[Stored data]
-=-=-

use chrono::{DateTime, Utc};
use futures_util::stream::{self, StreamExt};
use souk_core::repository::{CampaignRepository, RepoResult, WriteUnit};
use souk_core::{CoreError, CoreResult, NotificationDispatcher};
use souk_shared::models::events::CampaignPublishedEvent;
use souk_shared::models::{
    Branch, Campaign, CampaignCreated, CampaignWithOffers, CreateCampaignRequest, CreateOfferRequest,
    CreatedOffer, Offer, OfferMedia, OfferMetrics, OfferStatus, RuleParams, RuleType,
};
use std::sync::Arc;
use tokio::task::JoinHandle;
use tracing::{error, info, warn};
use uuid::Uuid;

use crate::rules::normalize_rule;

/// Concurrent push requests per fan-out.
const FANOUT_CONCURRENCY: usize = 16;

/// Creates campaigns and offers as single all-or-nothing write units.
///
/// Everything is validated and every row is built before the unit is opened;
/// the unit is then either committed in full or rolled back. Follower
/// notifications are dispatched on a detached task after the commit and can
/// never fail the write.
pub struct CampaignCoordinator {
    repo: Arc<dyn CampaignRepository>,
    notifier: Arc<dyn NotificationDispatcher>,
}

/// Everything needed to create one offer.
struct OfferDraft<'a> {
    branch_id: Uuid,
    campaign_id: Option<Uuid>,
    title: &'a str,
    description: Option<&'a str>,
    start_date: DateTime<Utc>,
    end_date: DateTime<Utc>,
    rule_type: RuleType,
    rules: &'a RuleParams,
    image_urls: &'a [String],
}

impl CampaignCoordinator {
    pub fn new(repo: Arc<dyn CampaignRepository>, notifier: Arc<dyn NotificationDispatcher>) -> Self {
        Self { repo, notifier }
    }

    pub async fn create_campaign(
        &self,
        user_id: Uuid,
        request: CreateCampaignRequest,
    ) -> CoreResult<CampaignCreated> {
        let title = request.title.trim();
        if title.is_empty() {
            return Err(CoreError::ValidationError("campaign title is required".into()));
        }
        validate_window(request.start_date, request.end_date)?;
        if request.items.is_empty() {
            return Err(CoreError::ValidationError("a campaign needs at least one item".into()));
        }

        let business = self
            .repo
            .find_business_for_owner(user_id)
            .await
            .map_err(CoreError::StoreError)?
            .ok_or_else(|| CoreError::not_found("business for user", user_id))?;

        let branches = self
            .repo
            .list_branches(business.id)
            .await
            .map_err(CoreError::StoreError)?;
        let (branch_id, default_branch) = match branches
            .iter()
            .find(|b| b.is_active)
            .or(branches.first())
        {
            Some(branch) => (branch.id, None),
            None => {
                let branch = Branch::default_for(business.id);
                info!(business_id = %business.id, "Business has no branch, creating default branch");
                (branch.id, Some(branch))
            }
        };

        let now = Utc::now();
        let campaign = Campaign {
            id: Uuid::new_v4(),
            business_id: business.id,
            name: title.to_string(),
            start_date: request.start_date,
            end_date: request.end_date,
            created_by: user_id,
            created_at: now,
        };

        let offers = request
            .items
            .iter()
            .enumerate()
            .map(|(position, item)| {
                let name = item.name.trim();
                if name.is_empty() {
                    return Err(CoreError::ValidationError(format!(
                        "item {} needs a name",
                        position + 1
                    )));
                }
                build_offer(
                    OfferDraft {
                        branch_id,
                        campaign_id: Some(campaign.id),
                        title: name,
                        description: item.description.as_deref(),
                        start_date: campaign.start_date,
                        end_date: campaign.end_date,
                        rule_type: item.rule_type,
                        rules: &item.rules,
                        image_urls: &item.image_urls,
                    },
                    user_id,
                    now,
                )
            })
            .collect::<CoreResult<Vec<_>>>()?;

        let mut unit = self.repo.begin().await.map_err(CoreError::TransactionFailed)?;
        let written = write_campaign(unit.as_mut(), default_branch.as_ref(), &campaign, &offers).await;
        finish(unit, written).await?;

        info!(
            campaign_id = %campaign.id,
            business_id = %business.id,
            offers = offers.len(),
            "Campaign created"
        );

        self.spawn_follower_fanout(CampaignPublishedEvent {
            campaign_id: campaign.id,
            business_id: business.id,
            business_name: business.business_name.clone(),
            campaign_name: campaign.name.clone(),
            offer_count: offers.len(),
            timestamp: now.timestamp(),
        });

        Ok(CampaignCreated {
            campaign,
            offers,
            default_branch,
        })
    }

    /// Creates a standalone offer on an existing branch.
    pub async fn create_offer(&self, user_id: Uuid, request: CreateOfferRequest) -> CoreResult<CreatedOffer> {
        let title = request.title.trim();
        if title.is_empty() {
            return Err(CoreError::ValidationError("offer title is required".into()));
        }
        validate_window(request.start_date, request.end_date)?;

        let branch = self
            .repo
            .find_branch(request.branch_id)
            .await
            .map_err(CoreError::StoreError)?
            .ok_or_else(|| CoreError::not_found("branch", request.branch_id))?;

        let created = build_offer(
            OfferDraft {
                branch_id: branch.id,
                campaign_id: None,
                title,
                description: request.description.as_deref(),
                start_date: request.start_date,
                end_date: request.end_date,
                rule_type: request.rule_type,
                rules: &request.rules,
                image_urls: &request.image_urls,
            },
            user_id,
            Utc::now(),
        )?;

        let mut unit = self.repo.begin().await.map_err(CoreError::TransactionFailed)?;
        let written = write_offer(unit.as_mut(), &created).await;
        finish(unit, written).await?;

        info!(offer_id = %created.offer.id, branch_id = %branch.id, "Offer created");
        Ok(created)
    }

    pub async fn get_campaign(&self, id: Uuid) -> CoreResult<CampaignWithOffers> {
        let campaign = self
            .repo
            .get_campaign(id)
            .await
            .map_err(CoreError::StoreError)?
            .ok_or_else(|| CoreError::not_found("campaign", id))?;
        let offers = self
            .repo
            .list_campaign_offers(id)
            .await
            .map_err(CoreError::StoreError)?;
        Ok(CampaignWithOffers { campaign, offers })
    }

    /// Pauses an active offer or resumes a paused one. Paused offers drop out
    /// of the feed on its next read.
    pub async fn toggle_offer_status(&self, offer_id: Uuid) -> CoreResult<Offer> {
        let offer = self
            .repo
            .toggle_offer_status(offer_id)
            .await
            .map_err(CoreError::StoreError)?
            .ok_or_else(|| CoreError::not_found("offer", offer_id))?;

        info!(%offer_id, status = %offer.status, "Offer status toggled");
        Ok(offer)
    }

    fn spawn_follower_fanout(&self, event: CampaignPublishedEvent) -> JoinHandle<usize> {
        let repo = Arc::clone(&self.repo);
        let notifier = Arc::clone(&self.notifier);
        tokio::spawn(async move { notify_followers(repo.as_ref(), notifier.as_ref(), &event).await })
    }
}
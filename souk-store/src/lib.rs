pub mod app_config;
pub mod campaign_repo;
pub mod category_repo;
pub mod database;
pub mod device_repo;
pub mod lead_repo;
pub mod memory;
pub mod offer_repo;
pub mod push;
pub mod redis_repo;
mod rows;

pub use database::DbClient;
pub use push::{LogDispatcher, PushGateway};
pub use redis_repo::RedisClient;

-=-=-

What you need to do
Copy, please, exactly the lines that start at the first line of the data and end at the line containing "pub struct CampaignCoordinator", both kept and no others.

Answer box
use chrono::{DateTime, Utc};
use futures_util::stream::{self, StreamExt};
use souk_core::repository::{CampaignRepository, RepoResult, WriteUnit};
use souk_core::{CoreError, CoreResult, NotificationDispatcher};
use souk_shared::models::events::CampaignPublishedEvent;
use souk_shared::models::{
    Branch, Campaign, CampaignCreated, CampaignWithOffers, CreateCampaignRequest, CreateOfferRequest,
    CreatedOffer, Offer, OfferMedia, OfferMetrics, OfferStatus, RuleParams, RuleType,
};
use std::sync::Arc;
use tokio::task::JoinHandle;
use tracing::{error, info, warn};
use uuid::Uuid;

use crate::rules::normalize_rule;

/// Concurrent push requests per fan-out.
const FANOUT_CONCURRENCY: usize = 16;

/// Creates campaigns and offers as single all-or-nothing write units.
///
/// Everything is validated and every row is built before the unit is opened;
/// the unit is then either committed in full or rolled back. Follower
/// notifications are dispatched on a detached task after the commit and can
/// never fail the write.
pub struct CampaignCoordinator {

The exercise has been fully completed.